[Stored items]
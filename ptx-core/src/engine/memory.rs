//! In-memory execution engine with an append-only undo log.
//!
//! Tables only grow through fragment programs and bulk loads, so one undo record is the table
//! length before the write. Handles are cheap clones over shared state, which lets a caller
//! keep inspecting the engine after handing it to an executor.

use std::collections::HashMap;
use std::sync::{Arc, Mutex, MutexGuard};

use ptx_common::error::{PtxError, PtxResult};
use ptx_common::ids::{
    DependencyId, FragmentId, NO_UNDO_TOKEN, NULL_DEPENDENCY_ID, TxnId, UndoToken,
};

use super::{ExecutionEngine, FragmentBatch};
use crate::containers::{HotMap, HotSet};
use crate::fragment::DependencySet;
use crate::table::{ParameterSet, ResultTable, Value};

/// User-supplied body of one plan fragment.
pub type FragmentProgram = dyn Fn(&mut FragmentScope<'_>) -> PtxResult<ResultTable> + Send + Sync;

/// Mutable view handed to a fragment program while it runs.
pub struct FragmentScope<'a> {
    txn_id: TxnId,
    fragment_id: FragmentId,
    params: &'a ParameterSet,
    inputs: &'a [ResultTable],
    tables: &'a mut HotMap<String, ResultTable>,
    undo_log: &'a mut Vec<UndoEntry>,
    undo_token: UndoToken,
}

impl FragmentScope<'_> {
    /// Transaction executing the fragment.
    #[must_use]
    pub const fn txn_id(&self) -> TxnId {
        self.txn_id
    }

    /// Fragment being executed.
    #[must_use]
    pub const fn fragment_id(&self) -> FragmentId {
        self.fragment_id
    }

    /// Fragment parameters.
    #[must_use]
    pub const fn params(&self) -> &ParameterSet {
        self.params
    }

    /// Stashed input tables for this fragment's input dependency.
    #[must_use]
    pub const fn inputs(&self) -> &[ResultTable] {
        self.inputs
    }

    /// Reads a table by name.
    #[must_use]
    pub fn table(&self, name: &str) -> Option<&ResultTable> {
        self.tables.get(name)
    }

    /// Appends one row to `table`, recording undo information.
    ///
    /// # Errors
    ///
    /// Returns `PtxError::Engine` when the table is unknown or the row width is wrong.
    pub fn insert_row(&mut self, table: &str, row: Vec<Value>) -> PtxResult<()> {
        let Some(target) = self.tables.get_mut(table) else {
            return Err(PtxError::Engine(format!("unknown table '{table}'")));
        };
        let previous_len = target.row_count();
        target.push_row(row)?;
        if self.undo_token != NO_UNDO_TOKEN {
            self.undo_log.push(UndoEntry {
                token: self.undo_token,
                table: table.to_owned(),
                previous_len,
            });
        }
        Ok(())
    }
}

#[derive(Debug, Clone)]
struct UndoEntry {
    token: UndoToken,
    table: String,
    previous_len: usize,
}

/// One `execute_fragments` call as seen by the engine.
#[derive(Debug, Clone, PartialEq, Eq)]
pub struct ExecutedBatch {
    /// Transaction that issued the batch.
    pub txn_id: TxnId,
    /// Fragments in the batch.
    pub fragment_ids: Vec<FragmentId>,
    /// Undo token the batch ran under.
    pub undo_token: UndoToken,
    /// Dependency ids that were stashed when the batch started.
    pub stashed_inputs: Vec<DependencyId>,
}

/// Record of every engine call, for inspection by callers.
#[derive(Debug, Clone, Default, PartialEq, Eq)]
pub struct EngineLog {
    /// Fragment batches in call order.
    pub executed: Vec<ExecutedBatch>,
    /// Released undo tokens in call order.
    pub released: Vec<UndoToken>,
    /// Undone undo tokens in call order.
    pub undone: Vec<UndoToken>,
    /// `(now_millis, last_committed)` per tick.
    pub ticks: Vec<(u64, Option<TxnId>)>,
    /// `(table, txn, undo token)` per bulk load.
    pub loads: Vec<(String, TxnId, UndoToken)>,
}

#[derive(Default)]
struct EngineState {
    tables: HotMap<String, ResultTable>,
    programs: HotMap<FragmentId, Arc<FragmentProgram>>,
    failures: HotMap<FragmentId, PtxError>,
    dropped_outputs: HotSet<FragmentId>,
    stash: HashMap<DependencyId, Vec<ResultTable>>,
    undo_log: Vec<UndoEntry>,
    log: EngineLog,
}

/// Shared-state in-memory engine.
///
/// Fragments without a registered program pass their input tables through when they have
/// inputs, and otherwise echo their parameters as one row (`C0`, `C1`, ...).
#[derive(Clone, Default)]
pub struct InMemoryEngine {
    state: Arc<Mutex<EngineState>>,
}

impl std::fmt::Debug for InMemoryEngine {
    fn fmt(&self, f: &mut std::fmt::Formatter<'_>) -> std::fmt::Result {
        let mut debug = f.debug_struct("InMemoryEngine");
        if let Ok(state) = self.state.lock() {
            debug
                .field("tables", &state.tables.len())
                .field("programs", &state.programs.len())
                .field("undo_log", &state.undo_log.len());
        }
        debug.finish()
    }
}

impl InMemoryEngine {
    /// Creates an engine with no tables and no programs.
    #[must_use]
    pub fn new() -> Self {
        Self::default()
    }

    fn lock(&self) -> PtxResult<MutexGuard<'_, EngineState>> {
        self.state
            .lock()
            .map_err(|_| PtxError::InvalidState("engine state mutex is poisoned"))
    }

    /// Creates (or replaces) an empty table.
    ///
    /// # Errors
    ///
    /// Returns `PtxError::InvalidState` when the engine mutex is poisoned.
    pub fn create_table<I, S>(&self, name: &str, columns: I) -> PtxResult<()>
    where
        I: IntoIterator<Item = S>,
        S: Into<String>,
    {
        let mut state = self.lock()?;
        let _ = state
            .tables
            .insert(name.to_owned(), ResultTable::new(columns));
        Ok(())
    }

    /// Installs the program run for `fragment_id`.
    ///
    /// # Errors
    ///
    /// Returns `PtxError::InvalidState` when the engine mutex is poisoned.
    pub fn register_program<F>(&self, fragment_id: FragmentId, program: F) -> PtxResult<()>
    where
        F: Fn(&mut FragmentScope<'_>) -> PtxResult<ResultTable> + Send + Sync + 'static,
    {
        let mut state = self.lock()?;
        let _ = state.programs.insert(fragment_id, Arc::new(program));
        Ok(())
    }

    /// Makes every execution of `fragment_id` fail with `error`.
    ///
    /// # Errors
    ///
    /// Returns `PtxError::InvalidState` when the engine mutex is poisoned.
    pub fn fail_fragment(&self, fragment_id: FragmentId, error: PtxError) -> PtxResult<()> {
        let mut state = self.lock()?;
        let _ = state.failures.insert(fragment_id, error);
        Ok(())
    }

    /// Makes `fragment_id` run but omit its output from the returned dependency set.
    ///
    /// # Errors
    ///
    /// Returns `PtxError::InvalidState` when the engine mutex is poisoned.
    pub fn drop_output(&self, fragment_id: FragmentId) -> PtxResult<()> {
        let mut state = self.lock()?;
        let _ = state.dropped_outputs.insert(fragment_id);
        Ok(())
    }

    /// Returns a copy of one table.
    ///
    /// # Errors
    ///
    /// Returns `PtxError::InvalidState` when the engine mutex is poisoned.
    pub fn table(&self, name: &str) -> PtxResult<Option<ResultTable>> {
        Ok(self.lock()?.tables.get(name).cloned())
    }

    /// Returns a copy of the call log.
    ///
    /// # Errors
    ///
    /// Returns `PtxError::InvalidState` when the engine mutex is poisoned.
    pub fn log(&self) -> PtxResult<EngineLog> {
        Ok(self.lock()?.log.clone())
    }

    /// Number of undo records not yet released or undone.
    ///
    /// # Errors
    ///
    /// Returns `PtxError::InvalidState` when the engine mutex is poisoned.
    pub fn pending_undo_records(&self) -> PtxResult<usize> {
        Ok(self.lock()?.undo_log.len())
    }
}

fn default_program(scope: &mut FragmentScope<'_>) -> PtxResult<ResultTable> {
    if !scope.inputs().is_empty() {
        let mut merged = ResultTable::default();
        for input in scope.inputs() {
            merged.merge(input.clone())?;
        }
        return Ok(merged);
    }
    let values = scope.params().values();
    let mut echo = ResultTable::new((0..values.len()).map(|index| format!("C{index}")));
    echo.push_row(values.to_vec())?;
    Ok(echo)
}

impl ExecutionEngine for InMemoryEngine {
    fn stash_dependencies(
        &mut self,
        dependencies: HashMap<DependencyId, Vec<ResultTable>>,
    ) -> PtxResult<()> {
        let mut state = self.lock()?;
        for (dep_id, tables) in dependencies {
            state.stash.entry(dep_id).or_default().extend(tables);
        }
        Ok(())
    }

    fn execute_fragments(&mut self, batch: &FragmentBatch<'_>) -> PtxResult<DependencySet> {
        let mut guard = self.lock()?;
        let state = &mut *guard;
        let stash = std::mem::take(&mut state.stash);

        let mut stashed_inputs: Vec<DependencyId> = stash.keys().copied().collect();
        stashed_inputs.sort_unstable();
        state.log.executed.push(ExecutedBatch {
            txn_id: batch.txn_id,
            fragment_ids: batch.fragment_ids.to_vec(),
            undo_token: batch.undo_token,
            stashed_inputs,
        });

        let no_params = ParameterSet::default();
        let mut output = DependencySet::new();
        for (index, &fragment_id) in batch.fragment_ids.iter().enumerate() {
            if let Some(error) = state.failures.get(&fragment_id) {
                return Err(error.clone());
            }
            let input_dep_id = batch
                .input_dep_ids
                .get(index)
                .copied()
                .unwrap_or(NULL_DEPENDENCY_ID);
            let inputs = stash.get(&input_dep_id).map_or(&[][..], Vec::as_slice);
            let params = batch.params.get(index).unwrap_or(&no_params);
            let program = state.programs.get(&fragment_id).cloned();

            let mut scope = FragmentScope {
                txn_id: batch.txn_id,
                fragment_id,
                params,
                inputs,
                tables: &mut state.tables,
                undo_log: &mut state.undo_log,
                undo_token: batch.undo_token,
            };
            let table = match program {
                Some(program) => program(&mut scope)?,
                None => default_program(&mut scope)?,
            };

            if state.dropped_outputs.contains(&fragment_id) {
                continue;
            }
            let Some(&output_dep_id) = batch.output_dep_ids.get(index) else {
                return Err(PtxError::Engine(format!(
                    "fragment #{fragment_id} has no output dependency"
                )));
            };
            output.push(output_dep_id, table);
        }
        Ok(output)
    }

    fn load_table(
        &mut self,
        table_name: &str,
        data: ResultTable,
        txn_id: TxnId,
        _last_committed_txn_id: Option<TxnId>,
        undo_token: UndoToken,
    ) -> PtxResult<()> {
        let mut guard = self.lock()?;
        let state = &mut *guard;
        state
            .log
            .loads
            .push((table_name.to_owned(), txn_id, undo_token));
        let target = state.tables.entry(table_name.to_owned()).or_default();
        let previous_len = target.row_count();
        target.merge(data)?;
        if undo_token != NO_UNDO_TOKEN {
            state.undo_log.push(UndoEntry {
                token: undo_token,
                table: table_name.to_owned(),
                previous_len,
            });
        }
        Ok(())
    }

    fn release_undo_token(&mut self, token: UndoToken) -> PtxResult<()> {
        let mut state = self.lock()?;
        state.log.released.push(token);
        state.undo_log.retain(|entry| entry.token > token);
        Ok(())
    }

    fn undo_undo_token(&mut self, token: UndoToken) -> PtxResult<()> {
        let mut guard = self.lock()?;
        let state = &mut *guard;
        state.log.undone.push(token);
        while let Some(entry) = state.undo_log.last() {
            if entry.token < token {
                break;
            }
            if let Some(entry) = state.undo_log.pop()
                && let Some(table) = state.tables.get_mut(&entry.table)
            {
                table.truncate(entry.previous_len);
            }
        }
        Ok(())
    }

    fn tick(&mut self, now_millis: u64, last_committed_txn_id: Option<TxnId>) -> PtxResult<()> {
        let mut state = self.lock()?;
        state.log.ticks.push((now_millis, last_committed_txn_id));
        Ok(())
    }
}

## Work instruction
Check every line of the entries above for the word "data" and report how many lines contain it, giving the number only.

## Task solution
2